The following example shows how to pass feature typesfor datasets which are in numpy format (also works for dataframes and lists) fit a sample classification model with AutoPyTorch.

AutoPyTorch relies on column dtypes for intepreting the feature types. But they can be misinterpreted for example, when dataset is passed as a numpy array, all the data is interpreted as numerical if it’s dtype is int or float. However, the categorical values could have been encoded as integers.

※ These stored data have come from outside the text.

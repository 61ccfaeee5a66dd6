//! Recording helpers over the Prometheus statics.
//!
//! Every call is a no-op until [`init_metrics`](super::init_metrics) has run,
//! so library users and tests that never initialize metrics pay nothing.

use super::prometheus::{
    ACTIVE_WORKERS, JOBS_IN_PROGRESS, JOBS_TOTAL, JOB_DURATION, QUEUE_DEPTH, RECOMMENDED_WORKERS,
    RETRIES_TOTAL, ROWS_MISSING, ROWS_WRITTEN, SESSION_RESTARTS, WRITER_FLUSHES,
};
use crate::scheduler::retry::ErrorClass;

/// Records live scan metrics.
#[derive(Debug, Clone, Copy, Default)]
pub struct ScanRecorder;

impl ScanRecorder {
    pub fn new() -> Self {
        Self
    }

    /// Records a finished job.
    pub fn record_job(&self, success: bool, error_class: Option<ErrorClass>, duration_secs: f64) {
        let status = if success { "success" } else { "failure" };
        let class = error_class.map(|c| c.as_str()).unwrap_or("none");

        if let Some(counter) = JOBS_TOTAL.get() {
            counter.with_label_values(&[status, class]).inc();
        }
        if let Some(histogram) = JOB_DURATION.get() {
            histogram.with_label_values(&[status]).observe(duration_secs);
        }

        tracing::trace!(status, error_class = class, duration_secs, "Recorded job");
    }

    /// Records one retry of a job.
    pub fn record_retry(&self, error_class: ErrorClass) {
        if let Some(counter) = RETRIES_TOTAL.get() {
            counter.with_label_values(&[error_class.as_str()]).inc();
        }
    }

    /// Records a session teardown-and-recreate.
    pub fn record_session_restart(&self) {
        if let Some(counter) = SESSION_RESTARTS.get() {
            counter.inc();
        }
    }

    /// Sets the depth gauge of a queue.
    pub fn set_queue_depth(&self, queue_name: &str, depth: usize) {
        if let Some(gauge) = QUEUE_DEPTH.get() {
            gauge.with_label_values(&[queue_name]).set(depth as f64);
        }
    }

    pub fn job_started(&self) {
        if let Some(gauge) = JOBS_IN_PROGRESS.get() {
            gauge.inc();
        }
    }

    pub fn job_finished(&self) {
        if let Some(gauge) = JOBS_IN_PROGRESS.get() {
            gauge.dec();
        }
    }

    /// Sets the number of live workers.
    pub fn set_active_workers(&self, count: usize) {
        if let Some(gauge) = ACTIVE_WORKERS.get() {
            gauge.set(count as f64);
        }
    }

    pub fn set_recommended_workers(&self, count: usize) {
        if let Some(gauge) = RECOMMENDED_WORKERS.get() {
            gauge.set(count as f64);
        }
    }

    /// Records a writer flush: rows committed and rows with no matching target.
    pub fn record_flush(&self, committed: bool, written: u64, missing: u64) {
        let outcome = if committed { "committed" } else { "failed" };
        if let Some(counter) = WRITER_FLUSHES.get() {
            counter.with_label_values(&[outcome]).inc();
        }
        if committed {
            if let Some(counter) = ROWS_WRITTEN.get() {
                counter.inc_by(written);
            }
            if let Some(counter) = ROWS_MISSING.get() {
                counter.inc_by(missing);
            }
        }

        tracing::trace!(outcome, written, missing, "Recorded writer flush");
    }
}

#[cfg(test)]
mod tests {
    use super::*;
    use crate::metrics::{export_metrics, init_metrics};

    #[test]
    fn test_recorder_updates_registry() {
        let _ = init_metrics();
        let recorder = ScanRecorder::new();

        recorder.record_job(false, Some(ErrorClass::SslError), 1.5);
        recorder.record_retry(ErrorClass::SslError);
        recorder.record_flush(true, 10, 1);
        recorder.set_queue_depth("recorder_test", 4);

        let text = export_metrics();
        assert!(text.contains("parascan_retries_total{error_class=\"ssl_error\"}"));
        assert!(text.contains("parascan_queue_depth{queue_name=\"recorder_test\"} 4"));
        assert!(text.contains("parascan_writer_flushes_total{outcome=\"committed\"}"));
    }

    #[test]
    fn test_recorder_without_init_is_noop() {
        // Must not panic whether or not another test initialized the registry
        let recorder = ScanRecorder::default();
        recorder.job_started();
        recorder.job_finished();
        recorder.set_active_workers(2);
        recorder.set_recommended_workers(1);
        recorder.record_session_restart();
    }
}
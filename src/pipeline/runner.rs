//! Scan runner.
//!
//! Drives one scan run end to end: resource precheck, store seeding (or
//! resume from incomplete rows), worker pool execution with Ctrl-C handling,
//! and the final store counts.

use std::future::Future;
use std::path::PathBuf;
use std::sync::Arc;

use anyhow::Context;
use chrono::{DateTime, Utc};
use serde::{Deserialize, Serialize};
use tracing::{info, warn};
use uuid::Uuid;

use super::targets::dedup_jobs;
use crate::config::ScanConfig;
use crate::metrics::{ScanRecorder, ScanSummary};
use crate::resources::{has_space, ResourceMonitor};
use crate::scheduler::{Job, WorkerPoolManager, WriterStats};
use crate::session::SessionFactory;
use crate::storage::{ScanStore, SqliteConnector, StoreCounts};

/// Where the jobs of a run come from.
#[derive(Debug, Clone)]
pub enum ScanInput {
    /// A fresh target list. Rows already present in the store are kept.
    Targets(Vec<Job>),
    /// Every incomplete row of an existing store.
    Resume,
}

/// Options persisted alongside the results of a run.
#[derive(Debug, Clone, Serialize, Deserialize)]
pub struct RunOptions {
    pub run_id: Uuid,
    pub started_at: DateTime<Utc>,
    pub resumed: bool,
    pub config: ScanConfig,
}

/// Outcome of [`run_parallel_scan`].
#[derive(Debug, Clone, Serialize)]
pub struct ScanOutcome {
    pub run_id: Uuid,
    pub db_path: PathBuf,
    /// Jobs handed to the pool.
    pub scheduled: usize,
    /// Workers the pool ran with.
    pub workers: usize,
    /// True if the run was stopped before every job finished.
    pub interrupted: bool,
    pub summary: Option<ScanSummary>,
    /// Store counts after the run.
    pub counts: StoreCounts,
    pub failed_targets_path: Option<PathBuf>,
    pub writer: WriterStats,
}

impl ScanOutcome {
    /// True when every stored target has a result.
    pub fn is_complete(&self) -> bool {
        !self.interrupted && self.counts.incomplete() == 0
    }
}

/// Runs a scan, stopping gracefully on Ctrl-C.
pub async fn run_parallel_scan(
    config: &ScanConfig,
    input: ScanInput,
    factory: Arc<dyn SessionFactory>,
) -> anyhow::Result<ScanOutcome> {
    let ctrl_c = async {
        if let Err(e) = tokio::signal::ctrl_c().await {
            warn!(error = %e, "Cannot listen for Ctrl-C");
            std::future::pending::<()>().await;
        }
    };
    run_parallel_scan_until(config, input, factory, ctrl_c).await
}

/// Runs a scan, shutting the pool down gracefully when `interrupt` resolves first.
pub async fn run_parallel_scan_until<F>(
    config: &ScanConfig,
    input: ScanInput,
    factory: Arc<dyn SessionFactory>,
    interrupt: F,
) -> anyhow::Result<ScanOutcome>
where
    F: Future<Output = ()>,
{
    config.validate().context("Invalid scan configuration")?;
    let run_id = Uuid::new_v4();
    let monitor = ResourceMonitor::new(config.memory_limit_percent);

    std::fs::create_dir_all(&config.output_dir).with_context(|| {
        format!("Failed to create output directory {}", config.output_dir.display())
    })?;

    let disk = has_space(&config.output_dir, config.min_disk_gb);
    if !disk.has_space {
        warn!(
            available_gb = disk.available_gb,
            required_gb = config.min_disk_gb,
            "Low disk space in output directory"
        );
    }
    info!(run_id = %run_id, "{}", monitor.system_info());

    let db_path = config.db_path();
    let resumed = matches!(input, ScanInput::Resume);
    let jobs = seed_store(config, &db_path, input, run_id).await?;

    let requested = config.requested_workers();
    let sizing = monitor.recommend(requested, jobs.len());
    if sizing.workers != requested {
        info!(
            requested,
            workers = sizing.workers,
            limited_by = ?sizing.limited_by,
            "Adjusted worker count"
        );
    }
    ScanRecorder::new().set_recommended_workers(sizing.workers);

    let pool_config = config
        .pool_config(sizing.workers)
        .context("Invalid worker pool configuration")?;
    let connector = Arc::new(SqliteConnector::new(&db_path));
    let mut pool = WorkerPoolManager::new(pool_config, factory, connector).with_monitor(monitor);

    let scheduled = jobs.len();
    info!(run_id = %run_id, jobs = scheduled, resumed, "Starting scan");
    pool.start(jobs).await.context("Failed to start worker pool")?;
    let workers = pool.num_workers();

    // The interrupt only cancels; the wait itself always runs to completion
    let cancel = pool.cancellation_token();
    let finished = {
        let wait = pool.wait_for_completion(None);
        tokio::pin!(wait);
        tokio::pin!(interrupt);
        tokio::select! {
            result = &mut wait => result,
            _ = &mut interrupt => {
                warn!("Interrupt received, shutting down gracefully");
                cancel.cancel();
                wait.await
            }
        }
    }
    .context("Worker pool failed")?;

    if !finished {
        pool.shutdown(true).await.context("Worker pool shutdown failed")?;
        warn!(
            db = %db_path.display(),
            "Scan interrupted; run `parascan resume` to finish the remaining targets"
        );
    }

    let store = ScanStore::open(&db_path, 1)
        .await
        .context("Failed to reopen scan store")?;
    let counts = store.counts().await.context("Failed to count results")?;
    store
        .checkpoint_and_close()
        .await
        .context("Failed to close scan store")?;

    info!(
        run_id = %run_id,
        total = counts.total,
        complete = counts.complete,
        succeeded = counts.succeeded,
        failed = counts.failed,
        "Scan store updated"
    );

    Ok(ScanOutcome {
        run_id,
        db_path,
        scheduled,
        workers,
        interrupted: !finished,
        summary: pool.summary().cloned(),
        counts,
        failed_targets_path: pool.failed_jobs_path().cloned(),
        writer: pool.writer_stats(),
    })
}

/// Creates the store rows for a run and returns the jobs to schedule.
async fn seed_store(
    config: &ScanConfig,
    db_path: &std::path::Path,
    input: ScanInput,
    run_id: Uuid,
) -> anyhow::Result<Vec<Job>> {
    let store = ScanStore::open(db_path, 1)
        .await
        .with_context(|| format!("Failed to open scan store {}", db_path.display()))?;
    store.initialize().await.context("Failed to initialize scan store")?;

    let resumed = matches!(input, ScanInput::Resume);
    let jobs = match input {
        ScanInput::Targets(targets) => {
            let jobs = dedup_jobs(targets);
            let created = store
                .precreate(&jobs)
                .await
                .context("Failed to create result rows")?;
            if (created as usize) < jobs.len() {
                info!(
                    created,
                    existing = jobs.len() - created as usize,
                    "Some targets already had rows"
                );
            }
            jobs
        }
        ScanInput::Resume => {
            if let Ok(Some(previous)) = store.load_options::<RunOptions>().await {
                info!(
                    previous_run = %previous.run_id,
                    started_at = %previous.started_at,
                    "Resuming previous run"
                );
            }
            let jobs = store
                .incomplete_targets()
                .await
                .context("Failed to read incomplete targets")?;
            info!(remaining = jobs.len(), "Loaded incomplete targets");
            jobs
        }
    };

    let options = RunOptions {
        run_id,
        started_at: Utc::now(),
        resumed,
        config: config.clone(),
    };
    store
        .save_options(&options)
        .await
        .context("Failed to save run options")?;
    store
        .checkpoint_and_close()
        .await
        .context("Failed to close scan store")?;
    Ok(jobs)
}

Passing feature types helps AutoPyTorch interpreting them correctly as well as validates the dataset by checking the dtype of the columns for any incompatibilities.

import os
import tempfile as tmp
import warnings

os.environ['JOBLIB_TEMP_FOLDER'] = tmp.gettempdir()
os.environ['OMP_NUM_THREADS'] = '1'
os.environ['OPENBLAS_NUM_THREADS'] = '1'
os.environ['MKL_NUM_THREADS'] = '1'

warnings.simplefilter(action='ignore', category=UserWarning)
warnings.simplefilter(action='ignore', category=FutureWarning)

import openml
import sklearn.model_selection

from autoPyTorch.api.tabular_classification import TabularClassificationTask

Data Loading

task = openml.tasks.get_task(task_id=146821)
dataset = task.get_dataset()
X, y, categorical_indicator, _ = dataset.get_data(
    dataset_format='array',
    target=dataset.default_target_attribute,
)
X_train, X_test, y_train, y_test = sklearn.model_selection.train_test_split(
    X,
    y,
    random_state=1,
)

feat_types = ["numerical" if not indicator else "categorical" for indicator in categorical_indicator]

#

Build and fit a classifier

api = TabularClassificationTask(
    # To maintain logs of the run, you can uncomment the
    # Following lines
    # temporary_directory='./tmp/autoPyTorch_example_tmp_01',
    # output_directory='./tmp/autoPyTorch_example_out_01',
    # delete_tmp_folder_after_terminate=False,
    # delete_output_folder_after_terminate=False,
    seed=42,
)

Search for an ensemble of machine learning algorithms

api.search(
    X_train=X_train,
    y_train=y_train,
    X_test=X_test.copy(),
    y_test=y_test.copy(),
    dataset_name='Australian',
    optimize_metric='accuracy',
    total_walltime_limit=100,
    func_eval_time_limit_secs=50,
    feat_types=feat_types,
    enable_traditional_pipeline=False
)
<autoPyTorch.api.tabular_classification.TabularClassificationTask object at 0x7f9aa468d760>